▶ [LISTED RECORDS]:
——————
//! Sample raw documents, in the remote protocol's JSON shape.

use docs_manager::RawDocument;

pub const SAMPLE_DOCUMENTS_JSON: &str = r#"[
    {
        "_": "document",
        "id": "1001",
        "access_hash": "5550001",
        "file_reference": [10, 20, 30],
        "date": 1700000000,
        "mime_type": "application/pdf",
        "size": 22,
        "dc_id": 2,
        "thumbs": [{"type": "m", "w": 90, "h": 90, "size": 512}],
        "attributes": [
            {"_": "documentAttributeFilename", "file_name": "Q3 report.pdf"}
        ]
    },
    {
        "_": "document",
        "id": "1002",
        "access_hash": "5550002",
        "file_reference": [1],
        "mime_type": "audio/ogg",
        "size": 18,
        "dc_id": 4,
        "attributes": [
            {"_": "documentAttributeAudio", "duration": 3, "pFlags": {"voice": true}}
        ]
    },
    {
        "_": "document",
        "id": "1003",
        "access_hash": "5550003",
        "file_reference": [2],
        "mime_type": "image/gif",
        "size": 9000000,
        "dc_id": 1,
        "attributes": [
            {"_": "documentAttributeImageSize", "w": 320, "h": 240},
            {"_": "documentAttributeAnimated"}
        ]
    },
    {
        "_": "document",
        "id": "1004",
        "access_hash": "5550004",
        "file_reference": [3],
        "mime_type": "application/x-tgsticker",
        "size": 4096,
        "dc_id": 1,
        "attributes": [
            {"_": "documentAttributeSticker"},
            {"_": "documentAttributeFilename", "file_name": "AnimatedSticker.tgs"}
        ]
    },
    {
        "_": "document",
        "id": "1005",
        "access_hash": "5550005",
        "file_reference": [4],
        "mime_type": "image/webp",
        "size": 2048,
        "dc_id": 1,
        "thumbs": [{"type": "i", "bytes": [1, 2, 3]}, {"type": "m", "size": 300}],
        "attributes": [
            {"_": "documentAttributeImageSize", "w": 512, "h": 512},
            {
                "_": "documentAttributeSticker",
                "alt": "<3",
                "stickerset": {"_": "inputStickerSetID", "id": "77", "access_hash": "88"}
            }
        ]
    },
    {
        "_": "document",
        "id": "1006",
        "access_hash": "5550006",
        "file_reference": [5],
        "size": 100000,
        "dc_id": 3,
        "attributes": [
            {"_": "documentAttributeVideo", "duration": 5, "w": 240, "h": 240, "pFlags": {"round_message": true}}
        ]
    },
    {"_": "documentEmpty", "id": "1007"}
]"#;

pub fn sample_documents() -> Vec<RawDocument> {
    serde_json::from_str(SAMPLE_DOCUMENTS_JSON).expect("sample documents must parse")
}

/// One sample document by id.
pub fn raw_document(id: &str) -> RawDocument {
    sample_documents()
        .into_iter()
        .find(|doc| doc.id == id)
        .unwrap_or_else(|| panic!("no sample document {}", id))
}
——————
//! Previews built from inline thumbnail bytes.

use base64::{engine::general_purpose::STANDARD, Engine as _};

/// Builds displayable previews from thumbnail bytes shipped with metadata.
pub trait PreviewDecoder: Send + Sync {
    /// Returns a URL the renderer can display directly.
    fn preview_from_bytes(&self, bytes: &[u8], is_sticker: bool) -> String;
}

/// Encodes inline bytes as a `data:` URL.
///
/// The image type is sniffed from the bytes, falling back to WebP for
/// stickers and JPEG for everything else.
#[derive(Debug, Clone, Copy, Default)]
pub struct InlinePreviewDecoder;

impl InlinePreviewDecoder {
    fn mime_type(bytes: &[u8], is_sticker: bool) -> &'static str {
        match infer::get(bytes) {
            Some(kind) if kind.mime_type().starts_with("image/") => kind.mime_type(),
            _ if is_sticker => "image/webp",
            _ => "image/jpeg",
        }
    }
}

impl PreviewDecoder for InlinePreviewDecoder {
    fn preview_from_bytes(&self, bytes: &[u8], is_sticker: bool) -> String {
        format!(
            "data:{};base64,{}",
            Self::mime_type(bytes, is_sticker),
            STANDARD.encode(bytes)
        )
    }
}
——————
▶ [YOUR ASSIGNMENT]: Only lines with the word "thumbs" go in the answer. Take them all from the entries above.

▶ [TASK OUTPUT]:
        "thumbs": [{"type": "m", "w": 90, "h": 90, "size": 512}],
        "thumbs": [{"type": "i", "bytes": [1, 2, 3]}, {"type": "m", "size": 300}],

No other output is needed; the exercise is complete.